また、不眠や不安感が強く日常生活に支障が出ている場合も、早めに相談したいところです。

整骨院で身体のこわばりを見直すことはできますが、必要に応じて医療機関での確認も大切です。

整骨院で見る自律神経と身体のつながり

自律神経の乱れが気になる時は、首肩の緊張、胸郭の動き、背中や肩甲骨の硬さを確認することが大切です。

整骨院元くまなん院では、40代以降の女性に多い首肩のこわばりや身体の重さに対して、首肩の筋肉、胸まわりの動き、日常姿勢のクセを見ながら施術を行います。生活の中で続けやすいセルフケアもお伝えしています。

身体が休みにくい状態を、姿勢や呼吸、筋肉の緊張から整理していきます。

最後に

40代以降になると、以前より疲れが抜けにくい、頭が重い、眠りが浅い、肩こりが強いと感じることがあります。

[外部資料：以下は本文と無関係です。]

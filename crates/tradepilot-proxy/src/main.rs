//! TradePilot proxy - serves the dashboard's pass-through API routes.

use std::io;
use std::path::Path;

use anyhow::{Context, Result};
use tokio::net::TcpListener;
use tracing::{info, warn};
use tracing_appender::non_blocking::WorkerGuard;
use tracing_subscriber::{fmt, prelude::*, EnvFilter};

use tradepilot_proxy::{create_router, ProxyConfig, ProxyState};

/// Log file name prefix inside `log_dir`
const LOG_FILE_PREFIX: &str = "tradepilot-proxy.log";

/// Initialize the tracing subscriber for logging.
///
/// The returned guard flushes the file writer and must live until exit.
fn init_tracing(log_dir: Option<&Path>) -> Option<WorkerGuard> {
    // Use RUST_LOG env var to control log level (e.g., RUST_LOG=debug)
    let filter = EnvFilter::try_from_default_env().unwrap_or_else(|_| EnvFilter::new("info"));

    let (file_layer, guard) = match log_dir {
        Some(dir) => {
            let appender = tracing_appender::rolling::daily(dir, LOG_FILE_PREFIX);
            let (writer, guard) = tracing_appender::non_blocking(appender);
            (Some(fmt::layer().with_writer(writer).with_ansi(false)), Some(guard))
        }
        None => (None, None),
    };

    tracing_subscriber::registry()
        .with(filter)
        .with(fmt::layer().with_writer(io::stderr))
        .with(file_layer)
        .init();

    guard
}

async fn shutdown_signal() {
    if let Err(e) = tokio::signal::ctrl_c().await {
        warn!(error = %e, "Failed to listen for shutdown signal");
        std::future::pending::<()>().await;
    }
    info!("Shutdown signal received");
}

#[tokio::main]
async fn main() -> Result<()> {
    // Load .env file if present (silently ignore if not found)
    let _ = dotenvy::dotenv();

    let config = ProxyConfig::load()?;
    let _guard = init_tracing(config.log_dir.as_deref());

    info!(
        bind_address = %config.bind_address,
        upstream = %config.upstream_url,
        prefix = %config.normalized_prefix(),
        "TradePilot proxy starting"
    );

    let state = ProxyState::new(&config)?;
    let router = create_router(state, &config.normalized_prefix());

    let listener = TcpListener::bind(&config.bind_address)
        .await
        .with_context(|| format!("Failed to bind {}", config.bind_address))?;

    axum::serve(listener, router)
        .with_graceful_shutdown(shutdown_signal())
        .await
        .context("Proxy server failed")?;

    info!("TradePilot proxy shutting down");
    Ok(())
}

それは気合いが足りないからではありません。ホルモンバランスの変化、睡眠不足、首肩の緊張、呼吸の浅さ、日常の姿勢が重なり、自律神経に負担がかかっている場合があります。

朝から身体が重い。
家事や仕事の途中で息が浅くなる。
夜になっても首肩の力が抜けない。

そのような時は、まず息をゆっくり吐き、肩の力を抜くことから始めてみましょう。自分の身体を後回しにしすぎず、小さく整える時間を作ることが、不調への不安を軽くする第一歩になります。